*What is expected:*
Go through the lines below and copy any that hold the string "loaded".

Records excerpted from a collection
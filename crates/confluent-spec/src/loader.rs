use std::path::{Path, PathBuf};

use indexmap::IndexMap;

use crate::types::error::{SpecError, E_IO, E_UNRESOLVED_INCLUDE};
use crate::types::source::{Source, SourceId};

/// Raw content of a definition source, as returned by a [`SourceLoader`].
#[derive(Debug, Clone, PartialEq, Eq)]
pub struct SourceText {
    pub id: SourceId,
    pub content: String,
}

/// Maps an include reference to the content of another definition source.
///
/// The graph builder calls this for every include directive; it never reads
/// sources on its own.
pub trait SourceLoader: Send + Sync {
    /// Load the source named by `reference`. `includer` is the source that
    /// contains the include directive (`None` for root sources).
    fn load(&self, reference: &str, includer: Option<&SourceId>) -> Result<SourceText, LoadError>;
}

/// Errors raised by source loaders
#[derive(Debug, thiserror::Error)]
pub enum LoadError {
    #[error("source not found: {0}")]
    NotFound(String),

    #[error("I/O error reading {0}: {1}")]
    IoError(String, std::io::Error),
}

impl LoadError {
    pub fn code(&self) -> &'static str {
        match self {
            LoadError::NotFound(_) => E_UNRESOLVED_INCLUDE,
            LoadError::IoError(..) => E_IO,
        }
    }
}

/// Loads definition sources from the file system. Relative include paths
/// are resolved against the directory of the including source.
#[derive(Debug, Clone, Default)]
pub struct FileSourceLoader {
    base_dir: Option<PathBuf>,
}

impl FileSourceLoader {
    pub fn new() -> Self {
        Self::default()
    }

    /// Resolve relative root references against `base_dir` instead of the
    /// working directory.
    pub fn with_base_dir(base_dir: impl Into<PathBuf>) -> Self {
        Self {
            base_dir: Some(base_dir.into()),
        }
    }

    /// Load and parse a root source file.
    pub fn read_root(&self, path: &Path) -> Result<Source, ReadError> {
        let text = self.load(&path.to_string_lossy(), None)?;
        Ok(Source::parse(text)?)
    }

    fn resolve_path(&self, reference: &str, includer: Option<&SourceId>) -> PathBuf {
        let path = Path::new(reference);
        if path.is_absolute() {
            return path.to_path_buf();
        }
        let dir = match includer {
            Some(id) => Path::new(id.as_str()).parent().map(Path::to_path_buf),
            None => self.base_dir.clone(),
        };
        match dir {
            Some(dir) => dir.join(path),
            None => path.to_path_buf(),
        }
    }
}

impl SourceLoader for FileSourceLoader {
    fn load(&self, reference: &str, includer: Option<&SourceId>) -> Result<SourceText, LoadError> {
        let path = self.resolve_path(reference, includer);
        if !path.is_file() {
            return Err(LoadError::NotFound(path.to_string_lossy().into_owned()));
        }

        // Canonical paths make the same file reached through different
        // relative routes compare equal.
        let path = path.canonicalize().unwrap_or(path);
        let content = std::fs::read_to_string(&path)
            .map_err(|e| LoadError::IoError(path.to_string_lossy().into_owned(), e))?;

        tracing::info!(path = %path.display(), "loaded definition source");
        Ok(SourceText {
            id: SourceId::from(path.as_path()),
            content,
        })
    }
}

/// Serves definition sources from memory, keyed by reference.
#[derive(Debug, Clone, Default)]
pub struct MemorySourceLoader {
    sources: IndexMap<String, String>,
}

impl MemorySourceLoader {
    pub fn new() -> Self {
        Self::default()
    }

    pub fn with_source(mut self, reference: impl Into<String>, content: impl Into<String>) -> Self {
        self.insert(reference, content);
        self
    }

    pub fn insert(&mut self, reference: impl Into<String>, content: impl Into<String>) {
        self.sources.insert(reference.into(), content.into());
    }

    /// Load and parse a registered source as a root source.
    pub fn read_root(&self, reference: &str) -> Result<Source, ReadError> {
        let text = self.load(reference, None)?;
        Ok(Source::parse(text)?)
    }
}

impl SourceLoader for MemorySourceLoader {
    fn load(&self, reference: &str, _includer: Option<&SourceId>) -> Result<SourceText, LoadError> {
        self.sources
            .get(reference)
            .map(|content| SourceText {
                id: SourceId::from(reference),
                content: content.clone(),
            })
            .ok_or_else(|| LoadError::NotFound(reference.to_string()))
    }
}

/// Failure to read a root source: it could not be loaded or not be parsed.
#[derive(Debug, thiserror::Error)]
pub enum ReadError {
    #[error(transparent)]
    Load(#[from] LoadError),

    #[error(transparent)]
    Spec(#[from] SpecError),
}

impl ReadError {
    pub fn code(&self) -> &'static str {
        match self {
            ReadError::Load(e) => e.code(),
            ReadError::Spec(e) => e.code(),
        }
    }
}

#[cfg(test)]
mod tests {
    use super::*;
    use tempfile::TempDir;

    #[test]
    fn test_file_loader_resolves_relative_to_includer() {
        let tmp = TempDir::new().unwrap();
        let nested = tmp.path().join("nested");
        std::fs::create_dir_all(&nested).unwrap();
        std::fs::write(nested.join("root.yaml"), "properties: []\n").unwrap();
        std::fs::write(nested.join("include.yaml"), "properties: []\n").unwrap();

        let loader = FileSourceLoader::new();
        let root = loader
            .load(&nested.join("root.yaml").to_string_lossy(), None)
            .unwrap();
        let included = loader.load("include.yaml", Some(&root.id)).unwrap();

        assert!(included.id.as_str().ends_with("include.yaml"));
        assert_eq!(included.content, "properties: []\n");
    }

    #[test]
    fn test_file_loader_base_dir() {
        let tmp = TempDir::new().unwrap();
        std::fs::write(tmp.path().join("a.yaml"), "properties: []\n").unwrap();

        let loader = FileSourceLoader::with_base_dir(tmp.path());
        let source = loader.read_root(Path::new("a.yaml")).unwrap();
        assert!(source.document.properties.is_empty());
        assert_eq!(source.id.stem(), "a");
    }

    #[test]
    fn test_file_loader_missing_file() {
        let tmp = TempDir::new().unwrap();
        let loader = FileSourceLoader::with_base_dir(tmp.path());
        let err = loader.load("missing.yaml", None).unwrap_err();
        assert!(matches!(err, LoadError::NotFound(_)));
        assert_eq!(err.code(), E_UNRESOLVED_INCLUDE);
    }

    #[test]
    fn test_memory_loader() {
        let loader = MemorySourceLoader::new().with_source("a.yaml", "properties: []");
        assert_eq!(loader.load("a.yaml", None).unwrap().id.as_str(), "a.yaml");
        assert!(matches!(
            loader.load("b.yaml", None),
            Err(LoadError::NotFound(_))
        ));
    }

    #[test]
    fn test_read_root_reports_parse_errors() {
        let loader = MemorySourceLoader::new().with_source("bad.yaml", "properties: [ {");
        let err = loader.read_root("bad.yaml").unwrap_err();
        assert!(matches!(err, ReadError::Spec(SpecError::Parse { .. })));
    }
}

*Response:*
        tracing::info!(path = %path.display(), "loaded definition source");
/// Failure to read a root source: it could not be loaded or not be parsed.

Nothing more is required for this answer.